Among the Omahans who did volunteer tasks were former Mayor Walt Calinger, a member of Franklin's board of directors for several months; World-Herald Publisher Harold W. Andersen, who headed a Franklin volunteer advisory board several years ago and led Franklin's building fund drive; and former Rep. Hal Daub, who served on the advisory board for a year.
NCUA Regional Director J. Leonard Skiles of Austin, Texas, has said that no one ever asked NCUA officials to go easy on Franklin, but the agency's examiners were aware that top political and business leaders supported King and Franklin.
Fenner and Hoagland said that perhaps the most important lesson of the Franklin failure is that the NCUA must never again relax its supervision, even if a credit union seems to merit special consideration.
The NCUA was criticized for allowing four years to pass without demanding that an audit be completed.
Hoagland said the prime duty of federal regulators is to be sure a credit union "is fully audited and on the level."
The congressman added: "They can't confuse that with a sentimental desire to keep a low-income credit union functioning. If Franklin had been a bank, the FDIC (Federal Deposit Insurance Corp.) would have padlocked its doors three years earlier."

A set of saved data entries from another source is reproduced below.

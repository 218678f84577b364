//! Open packets: composing, decomposing and verifying line handshakes.
//!
//! An open packet proves three things at once: the sender controls the
//! keys behind its hashname (signature), only the addressed recipient
//! can read it (sealed ephemeral key), and it is fresh (timestamp plus
//! strictly-increasing acceptance). Each side keeps its own
//! [`LocalHalf`] and learns a [`RemoteHalf`] from the peer's open; the
//! two halves together yield the line traffic keys.
//!
//! Wire shape of an open packet:
//!
//! ```text
//! outer header: { "type": "open", "open": b64(sealed eph key),
//!                 "iv": hex(nonce), "sig": b64(encrypted signature) }
//! outer body:   AEAD(inner packet) under a key derived from the eph key
//! inner header: { "to": recipient hashname, "at": unix millis,
//!                 "line": hex(sender's line id) }
//! inner body:   sender's long-term public keys (64 bytes)
//! ```

use crate::error::{Error, Result};
use crate::hashname::Hashname;
use crate::identity::{Identity, PublicKeys};
use crate::packet::{Header, Packet};
use base64::Engine;
use base64::engine::general_purpose::STANDARD as BASE64;
use hashline_crypto::{
    AeadKey, AgreementPublic, AgreementSecret, LINE_ID_SIZE, LineKeys, Nonce, SealedKey,
    Signature, hash, random,
};
use rand_core::{CryptoRng, RngCore};

/// Packet type tag of outer open packets.
pub const OPEN_TYPE: &str = "open";

/// Current unix time in milliseconds, the clock open packets carry.
pub(crate) fn unix_millis() -> i64 {
    use std::time::{SystemTime, UNIX_EPOCH};
    SystemTime::now()
        .duration_since(UNIX_EPOCH)
        .map(|d| d.as_millis() as i64)
        .unwrap_or(0)
}

/// Our side of a line attempt: the token and ephemeral key we generated,
/// and the timestamp our open packet carries.
pub struct LocalHalf {
    /// Line identifier we generated; inbound line packets carry it.
    pub line_id: [u8; LINE_ID_SIZE],
    /// Timestamp stamped into our open packet, unix milliseconds.
    pub at: i64,
    ephemeral: AgreementSecret,
}

impl LocalHalf {
    /// Start a new line attempt at time `at`.
    pub fn new<R: RngCore + CryptoRng>(rng: &mut R, at: i64) -> Self {
        Self {
            line_id: random::line_id(rng),
            at,
            ephemeral: AgreementSecret::generate(rng),
        }
    }
}

/// The peer's side of a line, learned from a verified open packet.
#[derive(Clone, Debug)]
pub struct RemoteHalf {
    /// Peer hashname, derived from the keys in the inner packet.
    pub hashname: Hashname,
    /// Peer long-term public keys.
    pub keys: PublicKeys,
    /// Peer ephemeral agreement key.
    pub ephemeral: AgreementPublic,
    /// Line identifier the peer generated; outbound line packets carry it.
    pub line_id: [u8; LINE_ID_SIZE],
    /// Timestamp of the peer's open packet, unix milliseconds.
    pub at: i64,
    /// Hashname the open was addressed to.
    pub to: Hashname,
}

impl RemoteHalf {
    /// Freshness and addressing checks, done on the reactor where the
    /// previously accepted timestamp is known.
    ///
    /// # Errors
    ///
    /// Returns [`Error::HandshakeRejected`] when the open is addressed
    /// elsewhere, falls outside the clock skew bound, or is not strictly
    /// newer than the last accepted open from this peer.
    pub fn verify(
        &self,
        local: Hashname,
        last_accepted_at: Option<i64>,
        now_millis: i64,
        max_skew_millis: i64,
    ) -> Result<()> {
        if self.to != local {
            return Err(Error::HandshakeRejected("addressed to another hashname"));
        }
        if (now_millis - self.at).abs() > max_skew_millis {
            return Err(Error::HandshakeRejected("timestamp outside clock skew"));
        }
        if let Some(prev) = last_accepted_at {
            if self.at <= prev {
                return Err(Error::HandshakeRejected("not newer than accepted open"));
            }
        }
        Ok(())
    }
}

/// Build the open packet announcing `local` to the peer behind
/// `peer_keys`.
///
/// # Errors
///
/// Returns [`Error::Crypto`] when the peer's agreement key is degenerate.
pub fn compose_open<R: RngCore + CryptoRng>(
    rng: &mut R,
    identity: &Identity,
    peer_keys: &PublicKeys,
    local: &LocalHalf,
) -> Result<Packet> {
    let inner_header = Header {
        to: Some(peer_keys.hashname().to_string()),
        at: Some(local.at),
        line: Some(hex::encode(local.line_id)),
        ..Header::default()
    };
    let inner = Packet::new(inner_header, identity.keys().to_bytes().to_vec());
    let inner_bytes = inner.encode()?;

    let eph_public = local.ephemeral.public();
    let nonce = Nonce::generate(rng);

    // The same nonce is reused for the signature, under a different key.
    let inner_key = AeadKey::new(hash::derive_inner_key(eph_public.as_bytes()));
    let body = inner_key.encrypt(&nonce, &inner_bytes)?;

    let sealed = SealedKey::seal(rng, &peer_keys.agreement, eph_public.as_bytes())?;

    let signature = identity.signing().sign(&body);
    let sig_key = AeadKey::new(hash::derive_signature_key(
        eph_public.as_bytes(),
        &local.line_id,
    ));
    let sig_ct = sig_key.encrypt(&nonce, signature.as_bytes())?;

    let header = Header {
        open: Some(BASE64.encode(sealed.as_bytes())),
        iv: Some(hex::encode(nonce.as_bytes())),
        sig: Some(BASE64.encode(&sig_ct)),
        ..Header::of_type(OPEN_TYPE)
    };
    Ok(Packet::new(header, body))
}

/// Unwrap and authenticate a received open packet.
///
/// Performs every check that needs only the local identity: unsealing,
/// inner decryption, key-to-hashname binding and the signature. The
/// stateful freshness checks live in [`RemoteHalf::verify`].
///
/// # Errors
///
/// Returns [`Error::HandshakeRejected`] naming the first check that
/// failed; callers drop the packet either way.
pub fn decompose_open(identity: &Identity, pkt: &Packet) -> Result<RemoteHalf> {
    let header = pkt
        .header()
        .ok_or(Error::HandshakeRejected("missing header"))?;
    if header.typ.as_deref() != Some(OPEN_TYPE) {
        return Err(Error::HandshakeRejected("not an open packet"));
    }
    let open_b64 = header
        .open
        .as_ref()
        .ok_or(Error::HandshakeRejected("missing open field"))?;
    let iv_hex = header
        .iv
        .as_ref()
        .ok_or(Error::HandshakeRejected("missing iv field"))?;
    let sig_b64 = header
        .sig
        .as_ref()
        .ok_or(Error::HandshakeRejected("missing sig field"))?;

    let sealed_bytes = BASE64
        .decode(open_b64)
        .map_err(|_| Error::HandshakeRejected("open field not base64"))?;
    let sealed = SealedKey::from_bytes(&sealed_bytes)
        .map_err(|_| Error::HandshakeRejected("sealed key malformed"))?;
    let eph_bytes = sealed
        .unseal(identity.agreement())
        .map_err(|_| Error::HandshakeRejected("sealed key not addressed to us"))?;
    let ephemeral = AgreementPublic::from_slice(&eph_bytes)
        .map_err(|_| Error::HandshakeRejected("ephemeral key malformed"))?;

    let mut nonce_bytes = [0u8; hashline_crypto::NONCE_SIZE];
    hex::decode_to_slice(iv_hex, &mut nonce_bytes)
        .map_err(|_| Error::HandshakeRejected("iv malformed"))?;
    let nonce = Nonce::from_bytes(nonce_bytes);

    let inner_key = AeadKey::new(hash::derive_inner_key(ephemeral.as_bytes()));
    let inner_bytes = inner_key
        .decrypt(&nonce, &pkt.body)
        .map_err(|_| Error::HandshakeRejected("inner packet decryption failed"))?;
    let inner = Packet::decode(&inner_bytes)
        .map_err(|_| Error::HandshakeRejected("inner packet malformed"))?;
    let inner_header = inner
        .header()
        .ok_or(Error::HandshakeRejected("inner header missing"))?;

    let to: Hashname = inner_header
        .to
        .as_deref()
        .ok_or(Error::HandshakeRejected("inner to missing"))?
        .parse()
        .map_err(|_| Error::HandshakeRejected("inner to malformed"))?;
    let at = inner_header
        .at
        .ok_or(Error::HandshakeRejected("inner at missing"))?;
    let mut line_id = [0u8; LINE_ID_SIZE];
    hex::decode_to_slice(
        inner_header
            .line
            .as_deref()
            .ok_or(Error::HandshakeRejected("inner line missing"))?,
        &mut line_id,
    )
    .map_err(|_| Error::HandshakeRejected("inner line malformed"))?;

    let keys = PublicKeys::from_slice(&inner.body)
        .map_err(|_| Error::HandshakeRejected("key material invalid"))?;

    let sig_key = AeadKey::new(hash::derive_signature_key(ephemeral.as_bytes(), &line_id));
    let sig_ct = BASE64
        .decode(sig_b64)
        .map_err(|_| Error::HandshakeRejected("sig field not base64"))?;
    let sig_bytes = sig_key
        .decrypt(&nonce, &sig_ct)
        .map_err(|_| Error::HandshakeRejected("signature decryption failed"))?;
    let signature = Signature::from_slice(&sig_bytes)
        .map_err(|_| Error::HandshakeRejected("signature malformed"))?;
    keys.verifying
        .verify(&pkt.body, &signature)
        .map_err(|_| Error::HandshakeRejected("signature invalid"))?;

    Ok(RemoteHalf {
        hashname: keys.hashname(),
        keys,
        ephemeral,
        line_id,
        at,
        to,
    })
}

/// Derive the line traffic keys once both halves are known.
///
/// # Errors
///
/// Returns [`Error::Crypto`] when the peer ephemeral key is a low-order
/// point; such a line must never be established.
pub fn derive_line_keys(local: &LocalHalf, remote: &RemoteHalf) -> Result<LineKeys> {
    let shared = local.ephemeral.agree(&remote.ephemeral)?;
    Ok(LineKeys::derive(&shared, &local.line_id, &remote.line_id))
}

Hoagland, a U.S. House oversight subcommittee member, initiated legislation passed by Congress to correct perceived weaknesses in credit union regulation.
- Require a credit union to obtain an audit from a certified public accountant if it is having "persistent and serious record-keeping deficiencies" or if it has not conducted a satisfactory internal audit.
- Give the NCUA additional powers to more quickly close a credit union that is close to insolvency.Tightened Procedures
Rep. Doug Bereuter, R-Neb., was a co-sponsor of the credit union provisions, which were passed as amendments to the savings and loan bailout bill.
The nation's low-income credit unions - a class that included Franklin - formerly had special permission to solicit deposits from persons living outside their defined area.
After the Franklin failure, the NCUA's board restricted low-income credit unions to having no more than 20 percent of their total assets in outside accounts.
The NCUA also tightened its procedures for examining credit unions.
"We don't think anything like this ever will go undetected again," Fenner said.
The National Credit Union Administration has put the Kings' former North River Road home on the market for $295,000. . . The Kings currently are living in a house at 2021 Wirt St., shown at right. Activity has slowed at the Franklin Building, once a financial hub of the north Omaha community . . . The building's sign shows damage.